Что ж, друг мой Джон, – ответил Паганель, – вы затронули серьезный вопрос о происхождении людоедства. Религия ли, голод ли побуждает людей пожирать друг друга? Теперь этот спор был бы праздным. Пока не решен вопрос, почему существует каннибализм, но он существует – вот важный факт, который оправдывает нашу тревогу.
Паганель был прав. Людоедство в Новой Зеландии стало таким же хроническим явлением, как и на островах Фиджи или Торресова пролива. Суеверие, несомненно, играет известную роль в этих гнусных обычаях, но все же людоедство существует главным образом потому, что бывают времена, когда дичь в этих местах редка, а голод силен. Дикари начали есть человеческое мясо, чтобы утолить голод. В дальнейшем их жрецы утвердили и освятили этот чудовищный обычай. Потребность стала обрядом – вот и все.
К тому же, с точки зрения маори, нет ничего более естественного, чем поедать друг друга. Миссионеры часто говорили с ними о каннибализме. Спрашивали, почему они поедают своих братьев. На это вожди отвечали, что рыбы едят рыб, собаки – людей, люди – собак и что собаки едят друг друга. В их мифологии есть даже легенда о том, как один бог съел другого. Исходя из таких примеров, как устоять от соблазна пожирать себе подобных? Притом новозеландцы утверждают, что, пожирая врага, они уничтожают его духовную сущность, и таким образом к ним переходит его душа, сила, доблесть, ибо все это, главным образом, заключено в его мозгу.
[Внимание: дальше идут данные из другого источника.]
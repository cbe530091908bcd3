//! Definition spans
//!
//! A definition's span runs from its first decorator (or header, if
//! undecorated) to the last line of its body, so decorators always travel with
//! the definition they annotate.

use crate::tree::{NodeId, SyntaxTree};

/// Inclusive, 1-based line range
#[derive(Debug, Clone, Copy, PartialEq, Eq, PartialOrd, Ord, Hash)]
pub struct LineSpan {
    start: usize,
    end: usize,
}

impl LineSpan {
    /// Create span; bounds are swapped if given out of order
    #[inline]
    #[must_use]
    pub fn new(start: usize, end: usize) -> Self {
        Self {
            start: start.min(end),
            end: start.max(end),
        }
    }

    /// First line
    #[inline]
    #[must_use]
    pub fn start(&self) -> usize {
        self.start
    }

    /// Last line (inclusive)
    #[inline]
    #[must_use]
    pub fn end(&self) -> usize {
        self.end
    }

    /// Number of lines covered
    #[inline]
    #[must_use]
    pub fn len(&self) -> usize {
        self.end - self.start + 1
    }

    /// Spans always cover at least one line
    #[inline]
    #[must_use]
    pub fn is_empty(&self) -> bool {
        false
    }

    /// Check if a line falls inside the span
    #[inline]
    #[must_use]
    pub fn contains(&self, line: usize) -> bool {
        (self.start..=self.end).contains(&line)
    }

    /// Check if another span lies entirely inside this one
    #[inline]
    #[must_use]
    pub fn encloses(&self, other: &Self) -> bool {
        self.start <= other.start && other.end <= self.end
    }
}

impl std::fmt::Display for LineSpan {
    fn fmt(&self, f: &mut std::fmt::Formatter<'_>) -> std::fmt::Result {
        write!(f, "{}-{}", self.start, self.end)
    }
}

/// Span of a function or class including its decorators
#[must_use]
pub fn definition_span(tree: &SyntaxTree, id: NodeId) -> LineSpan {
    let node = tree.node(id);
    let (start, end) = tree.decorators(id).into_iter().fold(
        (node.start().line, node.last_line()),
        |(start, end), decorator| {
            let decorator = tree.node(decorator);
            (start.min(decorator.start().line), end.max(decorator.last_line()))
        },
    );
    LineSpan::new(start, end)
}

/// Text of the lines covered by `span`, ending in exactly one `\n`
///
/// Line terminators inside the span are normalized to `\n`.
#[must_use]
pub fn extract_lines(source: &str, span: LineSpan) -> String {
    let mut text = source
        .lines()
        .skip(span.start() - 1)
        .take(span.len())
        .collect::<Vec<_>>()
        .join("\n");
    text.push('\n');
    text
}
Вот почему мозг и считается на пиршествах людоедов лучшим и почетным блюдом.
Однако Паганель настаивал, и не без оснований, на том, что прихоть и, главное, голод толкали на людоедство не только новозеландцев, но и первобытных жителей Европы.
– Да, – прибавил Паганель, – людоедство свирепствовало среди предков самых цивилизованных народов, и не посчитайте, друзья мои, за личную обиду, если я скажу вам, что особенно оно было развито у шотландцев.
– В самом деле? – сказал Мак-Наббс.
– Да, майор, – подтвердил Паганель. – Если вы прочтете некоторые отрывки из летописей Шотландии, вы увидите, каковы были ваши праотцы, и, даже не углубляясь в доисторические времена, можно указать, что в царствование Елизаветы, в то самое время, когда Шекспир создавал своего Шейлока, шотландский разбойник Сони Бин был казнен за людоедство. Что побудило его есть человеческое мясо? Религия? Нет, голод.
– Голод? – спросил Джон Манглс.
– Да, голод, – повторил Паганель, – а точнее, та потребность пополнять в организме запас азота, содержащегося в животной пище, которую испытывают все плотоядные. Корнеплоды, крахмалистые овощи полезны для работы легких. Но чтобы быть сильным, надо питаться мясом, в котором есть все, что нужно для укрепления мышц. До тех пор, пока маори не вступят в вегетарианское общество, они будут есть мясо, причем человеческое мясо.
– А почему не мясо животных? – спросил Гленарван.
– Потому что животных у них нет, – ответил Паганель, – и это надо знать: не для того, чтобы оправдывать новозеландцев, но чтобы объяснить их людоедство. В этом негостеприимном крае редки не только четвероногие, но и птицы. Поэтому-то маори во все времена и питались человеческим мясом. У них даже существует резон людоедства, как охотничий сезон в цивилизованных странах. Тут начинаются у новозеландцев великие охоты, иначе говоря – великие войны, после которых целые племена попадают на стол победителей.
– Так по-вашему, Паганель, людоедство в Новой Зеландии переведется лишь тогда, когда на ее лугах будут пастись стада овец, быков и свиней? – заметил Гленарван.
– Очевидно, так, дорогой лорд. Но еще и потом понадобятся годы, чтобы маори отвыкли от мяса своих соплеменников, которое они предпочитают всякому другому, ибо не скоро сыновьям перестанет нравиться то, что нравилось отцам. Если верить дикарям, мясо новозеландцев похоже на свинину, но более ароматно. До мяса же европейцев они не очень охочи, потому что белые добавляют в пищу соль, и это придает их мясу особый привкус, который гурманам не по нраву.
– Они разборчивы! – сказал майор. – Ну, а как они едят это мясо – и белых и чернокожих – сырым или жареным?
– Да зачем вам это нужно знать, мистер Мак-Наббс? – воскликнул Роберт.
– А как же, мой мальчик! – серьезным тоном ответил майор. – Ведь если мне придется кончить свои дни в пасти у людоеда, я предпочитаю быть зажаренным.
– Почему?
– Для уверенности в том, что меня не съедят живым.
– Да, но зато вас станут поджаривать живым, майор! – озадачил его географ.
– Действительно, выбор не из легких, – ответил майор.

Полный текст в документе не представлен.